Illustration of the line polar coordinate system
Figure 1: Illustration of a line in the polar coordinate system with the radius \(\rho\) and angle \(\theta\).

So, first start with the \(y\)-intercept \(b=\frac{\rho}{\sin{\theta}}\). Note that the angle \(\theta\) comes up twice: between the \(x\)-axis and the \(\rho\) vector plus between the \(y\)-axis and the blue line (on the right side). We will use trigonometrical functions to calculate the \(y\)-intercept. This is simply done by using the \(\sin\)-function

\begin{equation*} \begin{split} \sin{\theta} &= \frac{\text{opposite}}{\text{hypotenuse}} \\ \sin{\theta} &= \frac{\rho}{b} \\ b &= \frac{\rho}{\sin{\theta}} \end{split} \end{equation*}

and that is exactly what the equation said for the \(y\)-intercept.

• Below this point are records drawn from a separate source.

//! # Hash Store Module
//!
//! Persists perceptual hashes as a flat text file.
//!
//! ## Format
//! One lowercase hex hash per line, no header, no metadata. Order carries
//! no meaning and readers treat the file as a set, so a file written with
//! repeated lines loads the same as one without.

use crate::core::hasher::{compute_hash_with, AverageHasher, HashAlgorithm, ImageHashValue, DEFAULT_HASH_SIZE};
use crate::error::StoreError;
use crate::events::{null_sender, Event, EventSender, StoreEvent};
use serde::Serialize;
use std::collections::HashSet;
use std::fs::File;
use std::io::{BufRead, BufReader, BufWriter, Write};
use std::path::{Path, PathBuf};
use tracing::info;

/// Outcome of writing a hash file
#[derive(Debug, Default, Serialize)]
pub struct StoreReport {
    /// Paths whose hash was written, with the hash
    pub stored: Vec<(PathBuf, ImageHashValue)>,
    /// Paths that could not be hashed
    pub skipped: Vec<PathBuf>,
}

/// Hash every path with the default hasher and write the hashes to `hash_file`.
///
/// The file is truncated first: each call rewrites it from scratch.
pub fn store_hashes<P: AsRef<Path>>(paths: &[P], hash_file: &Path) -> Result<StoreReport, StoreError> {
    store_hashes_with(
        &AverageHasher::new(DEFAULT_HASH_SIZE),
        paths,
        hash_file,
        &null_sender(),
    )
}

/// Like [`store_hashes`], with an explicit hasher and event sink.
///
/// Paths that fail to hash are skipped. Failing to create or write the
/// hash file itself is an error.
pub fn store_hashes_with<P: AsRef<Path>>(
    hasher: &dyn HashAlgorithm,
    paths: &[P],
    hash_file: &Path,
    events: &EventSender,
) -> Result<StoreReport, StoreError> {
    let write_error = |source| StoreError::Write {
        path: hash_file.to_path_buf(),
        source,
    };

    let mut writer = BufWriter::new(File::create(hash_file).map_err(write_error)?);
    let mut report = StoreReport::default();

    events.send(Event::Store(StoreEvent::Started {
        hash_file: hash_file.to_path_buf(),
        total_paths: paths.len(),
    }));

    for path in paths {
        let path = path.as_ref();
        match compute_hash_with(hasher, path, events) {
            Some(hash) => {
                writeln!(writer, "{}", hash).map_err(write_error)?;
                info!("Stored hash for {}", path.display());
                events.send(Event::Store(StoreEvent::Stored {
                    path: path.to_path_buf(),
                }));
                report.stored.push((path.to_path_buf(), hash));
            }
            None => report.skipped.push(path.to_path_buf()),
        }
    }

    writer.flush().map_err(write_error)?;

    events.send(Event::Store(StoreEvent::Completed {
        stored: report.stored.len(),
        skipped: report.skipped.len(),
    }));

    Ok(report)
}

/// Load the distinct hash strings from `hash_file`.
///
/// Lines are trimmed and blank lines ignored. A missing or unreadable file
/// is an error, never an empty set.
pub fn load_hashes(hash_file: &Path) -> Result<HashSet<String>, StoreError> {
    let read_error = |source| StoreError::Read {
        path: hash_file.to_path_buf(),
        source,
    };

    let reader = BufReader::new(File::open(hash_file).map_err(read_error)?);
    let mut hashes = HashSet::new();

    for line in reader.lines() {
        let line = line.map_err(read_error)?;
        let trimmed = line.trim();
        if !trimmed.is_empty() {
            hashes.insert(trimmed.to_string());
        }
    }

    Ok(hashes)
}
//! SIMD-accelerated resizing.
//!
//! Uses the fast_image_resize crate, which is 5-14x faster than the image
//! crate's resize and picks AVX2/NEON automatically. Every resize here uses
//! a Lanczos3 convolution, the anti-aliasing filter both the hasher and the
//! dataset resizer expect.
//!
//! Failures are returned as plain reasons; callers attach the file path.

use fast_image_resize::images::Image;
use fast_image_resize::{FilterType, PixelType, ResizeAlg, ResizeOptions, Resizer};
use image::{DynamicImage, GrayImage, ImageBuffer, RgbImage};

/// Reusable resizer
pub struct FastResizer {
    resizer: Resizer,
}

impl FastResizer {
    /// Create a new fast resizer
    pub fn new() -> Self {
        Self {
            resizer: Resizer::new(),
        }
    }

    /// Convert to grayscale, then resize to `width` x `height`.
    pub fn resize_to_grayscale(
        &mut self,
        image: &DynamicImage,
        width: u32,
        height: u32,
    ) -> Result<GrayImage, String> {
        let gray = image.to_luma8();
        let (src_width, src_height) = gray.dimensions();

        let pixels = self.resize_pixels(
            gray.into_raw(),
            (src_width, src_height),
            (width, height),
            PixelType::U8,
        )?;

        ImageBuffer::from_raw(width, height, pixels)
            .ok_or_else(|| "Failed to create grayscale result buffer".to_string())
    }

    /// Resize to `width` x `height` as 8-bit RGB. Alpha is discarded.
    pub fn resize_rgb(
        &mut self,
        image: &DynamicImage,
        width: u32,
        height: u32,
    ) -> Result<RgbImage, String> {
        let rgb = image.to_rgb8();
        let (src_width, src_height) = rgb.dimensions();

        let pixels = self.resize_pixels(
            rgb.into_raw(),
            (src_width, src_height),
            (width, height),
            PixelType::U8x3,
        )?;

        ImageBuffer::from_raw(width, height, pixels)
            .ok_or_else(|| "Failed to create RGB result buffer".to_string())
    }

    fn resize_pixels(
        &mut self,
        pixels: Vec<u8>,
        (src_width, src_height): (u32, u32),
        (dst_width, dst_height): (u32, u32),
        pixel_type: PixelType,
    ) -> Result<Vec<u8>, String> {
        if src_width == 0 || src_height == 0 {
            return Err("Invalid source dimensions".to_string());
        }

        if dst_width == 0 || dst_height == 0 {
            return Err("Invalid destination dimensions".to_string());
        }

        let src_image = Image::from_vec_u8(src_width, src_height, pixels, pixel_type)
            .map_err(|e| format!("Failed to create source image: {}", e))?;

        let mut dst_image = Image::new(dst_width, dst_height, pixel_type);

        let options =
            ResizeOptions::new().resize_alg(ResizeAlg::Convolution(FilterType::Lanczos3));

        self.resizer
            .resize(&src_image, &mut dst_image, &options)
            .map_err(|e| format!("Resize failed: {}", e))?;

        Ok(dst_image.into_vec())
    }
}

impl Default for FastResizer {
    fn default() -> Self {
        Self::new()
    }
}
//! Directory walking implementation using walkdir.

use super::{filter::ImageFilter, ScanResult};
use crate::error::ScanError;
use std::io;
use std::path::{Path, PathBuf};
use tracing::debug;
use walkdir::WalkDir;

/// Configuration for the recursive scanner
#[derive(Debug, Clone, Default)]
pub struct ScanConfig {
    /// Whether to follow symbolic links
    pub follow_symlinks: bool,
    /// Whether to include hidden files and directories
    pub include_hidden: bool,
    /// Maximum directory depth (None = unlimited)
    pub max_depth: Option<usize>,
    /// Custom extensions to include (None = jpeg, jpg, png)
    pub extensions: Option<Vec<String>>,
}

/// Recursive scanner implementation using the walkdir crate
pub struct WalkDirScanner {
    config: ScanConfig,
    filter: ImageFilter,
}

impl WalkDirScanner {
    /// Create a new scanner with the given configuration
    pub fn new(config: ScanConfig) -> Self {
        let mut filter = ImageFilter::new().with_hidden(config.include_hidden);

        if let Some(ref extensions) = config.extensions {
            filter = filter.with_extensions(extensions.clone());
        }

        Self { config, filter }
    }

    /// Walk `root` and collect every file accepted by the extension filter.
    ///
    /// Entries are visited in file-name order within each directory.
    /// Unreadable entries below the root are recorded and skipped.
    pub fn scan(&self, root: &Path) -> Result<ScanResult, ScanError> {
        if !root.is_dir() {
            return Err(ScanError::DirectoryNotFound {
                path: root.to_path_buf(),
            });
        }

        let mut files = Vec::new();
        let mut errors = Vec::new();

        let mut walker = WalkDir::new(root)
            .follow_links(self.config.follow_symlinks)
            .sort_by_file_name();

        if let Some(depth) = self.config.max_depth {
            walker = walker.max_depth(depth);
        }

        let include_hidden = self.config.include_hidden;
        let entries = walker.into_iter().filter_entry(|entry| {
            include_hidden
                || entry.depth() == 0
                || !entry.file_name().to_string_lossy().starts_with('.')
        });

        for entry_result in entries {
            match entry_result {
                Ok(entry) => {
                    if !entry.file_type().is_file() && !entry.path().is_file() {
                        continue;
                    }

                    if self.filter.should_include(entry.path()) {
                        files.push(entry.into_path());
                    }
                }
                Err(e) => {
                    let error = walk_error(e);
                    debug!("Skipping unreadable entry: {}", error);
                    errors.push(error);
                }
            }
        }

        Ok(ScanResult { files, errors })
    }
}

/// List the regular files directly inside `directory`, sorted by file name.
///
/// Subdirectories are not descended into. Any failure reading the
/// directory is returned, since a partial listing would make duplicate
/// detection silently miss files.
pub fn list_files(directory: &Path) -> Result<Vec<PathBuf>, ScanError> {
    if !directory.is_dir() {
        return Err(ScanError::DirectoryNotFound {
            path: directory.to_path_buf(),
        });
    }

    let mut files = Vec::new();

    for entry_result in WalkDir::new(directory)
        .min_depth(1)
        .max_depth(1)
        .sort_by_file_name()
    {
        let entry = entry_result.map_err(walk_error)?;
        if entry.path().is_file() {
            files.push(entry.into_path());
        }
    }

    Ok(files)
}

fn walk_error(e: walkdir::Error) -> ScanError {
    let path = e.path().map(|p| p.to_path_buf()).unwrap_or_default();

    if e.io_error().map(|e| e.kind()) == Some(io::ErrorKind::PermissionDenied) {
        ScanError::PermissionDenied { path }
    } else {
        ScanError::ReadDirectory {
            path,
            source: io::Error::new(io::ErrorKind::Other, e.to_string()),
        }
    }
}
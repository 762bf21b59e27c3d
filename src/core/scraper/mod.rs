//! # Scraper Module
//!
//! Hands image downloads to an external program.
//!
//! Nothing here talks to the network. [`ScrapeRequest`] describes what to
//! fetch and [`ImageScraper`] is the seam. [`CommandScraper`] runs a
//! downloader executable and counts what it left in the output directory.
//!
//! ## Downloader contract
//! The program is called as
//! ```text
//! <program> --query <text> --limit <n> --output-dir <dir> --timeout <seconds>
//!           [--force-replace] [--verbose]
//! ```
//! where `<seconds>` may be fractional (`0.5`). It must write images under
//! `<dir>` and exit non-zero on failure. A small wrapper script around a
//! Bing image downloader library satisfies this.

use crate::core::scanner::{ScanConfig, WalkDirScanner};
use crate::error::ScrapeError;
use std::ffi::OsString;
use std::path::{Path, PathBuf};
use std::process::Command;
use std::time::Duration;
use tracing::{debug, info};

/// Program run by [`CommandScraper::default`]; looked up on `PATH`
pub const DEFAULT_DOWNLOADER: &str = "bing-image-downloader";

/// A download request
#[derive(Debug, Clone)]
pub struct ScrapeRequest {
    /// Search term
    pub query: String,
    /// Maximum number of images to fetch
    pub limit: usize,
    /// Where the downloader writes
    pub output_dir: PathBuf,
    /// Replace an existing output directory
    pub force_replace: bool,
    /// Per-request network timeout
    pub timeout: Duration,
    /// Ask the downloader to report each image
    pub verbose: bool,
}

impl Default for ScrapeRequest {
    fn default() -> Self {
        Self {
            query: String::new(),
            limit: 100,
            output_dir: PathBuf::from("output"),
            force_replace: false,
            timeout: Duration::from_secs(2),
            verbose: true,
        }
    }
}

impl ScrapeRequest {
    /// Request `query` with the default limit, directory and timeout
    pub fn new(query: impl Into<String>) -> Self {
        Self {
            query: query.into(),
            ..Self::default()
        }
    }

    /// Set the maximum number of images
    pub fn limit(mut self, limit: usize) -> Self {
        self.limit = limit;
        self
    }

    /// Set the download directory
    pub fn output_dir(mut self, dir: impl Into<PathBuf>) -> Self {
        self.output_dir = dir.into();
        self
    }

    /// Replace an existing download directory
    pub fn force_replace(mut self, force: bool) -> Self {
        self.force_replace = force;
        self
    }

    /// Set the per-request network timeout
    pub fn timeout(mut self, timeout: Duration) -> Self {
        self.timeout = timeout;
        self
    }

    /// Ask the downloader to report each image
    pub fn verbose(mut self, verbose: bool) -> Self {
        self.verbose = verbose;
        self
    }

    /// Reject requests that could never produce images
    pub fn validate(&self) -> Result<(), ScrapeError> {
        if self.query.trim().is_empty() {
            return Err(ScrapeError::InvalidRequest("query is empty".to_string()));
        }
        if self.limit == 0 {
            return Err(ScrapeError::InvalidRequest(
                "limit must be at least 1".to_string(),
            ));
        }
        Ok(())
    }
}

/// What a finished download left behind
#[derive(Debug, Clone, PartialEq, Eq)]
pub struct ScrapeSummary {
    /// Directory the downloader wrote to
    pub output_dir: PathBuf,
    /// Image files found under `output_dir` after the download
    pub images: usize,
}

/// Something that can fulfil a [`ScrapeRequest`]
pub trait ImageScraper {
    /// Fetch the images described by `request`
    fn download(&self, request: &ScrapeRequest) -> Result<ScrapeSummary, ScrapeError>;
}

/// Runs an external downloader executable following the contract in the
/// module docs
#[derive(Debug, Clone)]
pub struct CommandScraper {
    program: PathBuf,
}

impl Default for CommandScraper {
    fn default() -> Self {
        Self::new(DEFAULT_DOWNLOADER)
    }
}

impl CommandScraper {
    /// Use `program` as the downloader
    pub fn new(program: impl Into<PathBuf>) -> Self {
        Self {
            program: program.into(),
        }
    }

    /// The downloader executable
    pub fn program(&self) -> &Path {
        &self.program
    }

    /// Command-line arguments passed to the downloader for `request`
    pub fn args(request: &ScrapeRequest) -> Vec<OsString> {
        let mut args: Vec<OsString> = vec![
            "--query".into(),
            request.query.clone().into(),
            "--limit".into(),
            request.limit.to_string().into(),
            "--output-dir".into(),
            request.output_dir.clone().into_os_string(),
            "--timeout".into(),
            request.timeout.as_secs_f64().to_string().into(),
        ];
        if request.force_replace {
            args.push("--force-replace".into());
        }
        if request.verbose {
            args.push("--verbose".into());
        }
        args
    }
}

impl ImageScraper for CommandScraper {
    fn download(&self, request: &ScrapeRequest) -> Result<ScrapeSummary, ScrapeError> {
        request.validate()?;

        info!(
            "Downloading up to {} images for {:?} into {}",
            request.limit,
            request.query,
            request.output_dir.display()
        );

        let output = Command::new(&self.program)
            .args(Self::args(request))
            .output()
            .map_err(|source| ScrapeError::Launch {
                program: self.program.clone(),
                source,
            })?;

        if !output.status.success() {
            return Err(ScrapeError::Failed {
                status: output.status.to_string(),
                stderr: String::from_utf8_lossy(&output.stderr).trim().to_string(),
            });
        }

        debug!("{}", String::from_utf8_lossy(&output.stdout));

        Ok(ScrapeSummary {
            output_dir: request.output_dir.clone(),
            images: count_images(&request.output_dir),
        })
    }
}

/// Count allow-listed image files anywhere under `dir`; missing dir counts 0
fn count_images(dir: &Path) -> usize {
    WalkDirScanner::new(ScanConfig::default())
        .scan(dir)
        .map(|result| result.files.len())
        .unwrap_or(0)
}

#[cfg(test)]
mod tests {
    use super::*;
    use tempfile::TempDir;

    #[test]
    fn defaults_match_downloader_defaults() {
        let request = ScrapeRequest::new("red bicycle");
        assert_eq!(request.limit, 100);
        assert_eq!(request.output_dir, PathBuf::from("output"));
        assert!(!request.force_replace);
        assert_eq!(request.timeout, Duration::from_secs(2));
        assert!(request.verbose);
    }

    #[test]
    fn args_follow_request() {
        let request = ScrapeRequest::new("cats")
            .limit(5)
            .output_dir("/tmp/cats")
            .force_replace(true)
            .verbose(false)
            .timeout(Duration::from_secs(10));

        let args: Vec<String> = CommandScraper::args(&request)
            .into_iter()
            .map(|a| a.to_string_lossy().into_owned())
            .collect();

        assert_eq!(
            args,
            vec![
                "--query",
                "cats",
                "--limit",
                "5",
                "--output-dir",
                "/tmp/cats",
                "--timeout",
                "10",
                "--force-replace"
            ]
        );
    }

    #[test]
    fn sub_second_timeout_is_not_truncated() {
        let request = ScrapeRequest::new("cats").timeout(Duration::from_millis(500));
        let args = CommandScraper::args(&request);

        let position = args.iter().position(|a| a == "--timeout").unwrap();
        assert_eq!(args[position + 1], "0.5");
    }

    #[test]
    fn invalid_requests_are_rejected_before_launch() {
        let scraper = CommandScraper::new("/nonexistent/downloader");

        let empty = scraper.download(&ScrapeRequest::new("  "));
        assert!(matches!(empty, Err(ScrapeError::InvalidRequest(_))));

        let zero = scraper.download(&ScrapeRequest::new("dogs").limit(0));
        assert!(matches!(zero, Err(ScrapeError::InvalidRequest(_))));
    }

    #[test]
    fn missing_program_is_a_launch_error() {
        let scraper = CommandScraper::new("/nonexistent/downloader");
        let result = scraper.download(&ScrapeRequest::new("dogs"));
        assert!(matches!(result, Err(ScrapeError::Launch { .. })));
    }

    #[cfg(unix)]
    #[test]
    fn failing_program_is_reported() {
        let scraper = CommandScraper::new("false");
        let result = scraper.download(&ScrapeRequest::new("dogs"));
        assert!(matches!(result, Err(ScrapeError::Failed { .. })));
    }

    #[cfg(unix)]
    #[test]
    fn successful_run_counts_images() {
        let dir = TempDir::new().unwrap();
        let nested = dir.path().join("dogs");
        std::fs::create_dir(&nested).unwrap();
        std::fs::write(nested.join("Image_1.jpg"), b"x").unwrap();
        std::fs::write(nested.join("Image_2.png"), b"x").unwrap();
        std::fs::write(nested.join("log.txt"), b"x").unwrap();

        let scraper = CommandScraper::new("true");
        let summary = scraper
            .download(&ScrapeRequest::new("dogs").output_dir(dir.path()))
            .unwrap();

        assert_eq!(summary.images, 2);
        assert_eq!(summary.output_dir, dir.path());
    }
}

Now it is time for the slope \(m=-\frac{\cos{\theta}}{\sin{\theta}}\). For this, the relation

\begin{equation*} m = \tan{\alpha} \end{equation*}

is needed, where \(\alpha\) is the slope angle of the line. \(\alpha\) can be calculated by using our known \(\theta\) angle:

\begin{equation*} \alpha = 180^{\circ} - (180^{\circ} - 90^{\circ} - \theta) = 90^{\circ} + \theta. \end{equation*}

Now we have \(m=\tan{\left(90^{\circ} + \theta\right)}\), which is equivalent to \(m=\frac{\sin{\left(90^{\circ} + \theta\right)}}{\cos{\left(90^{\circ} + \theta\right)}}\). Because of \(\sin{x}=\cos{\left(90^{\circ}-x\right)}\) and \(\cos{x}=\sin{\left(90^{\circ}-x\right)}\) we can do a little bit of rewriting

\begin{equation*} m=\frac {\cos\left({90^{\circ} - (90^{\circ} + \theta)}\right)} {\sin\left({90^{\circ} - (90^{\circ} + \theta}\right))} = \frac {\cos\left({-\theta}\right)} {\sin\left({-\theta}\right)} = \frac {\cos\left({\theta}\right)} {-\sin\left({\theta}\right)} = -\frac {\cos\left({\theta}\right)} {\sin\left({\theta}\right)} \end{equation*}

and we have exactly the form we need. In the last step, I used the property that \(\sin(x) = -\sin(-x)\) is an odd and \(\cos(x) = \cos(-x)\) an even function.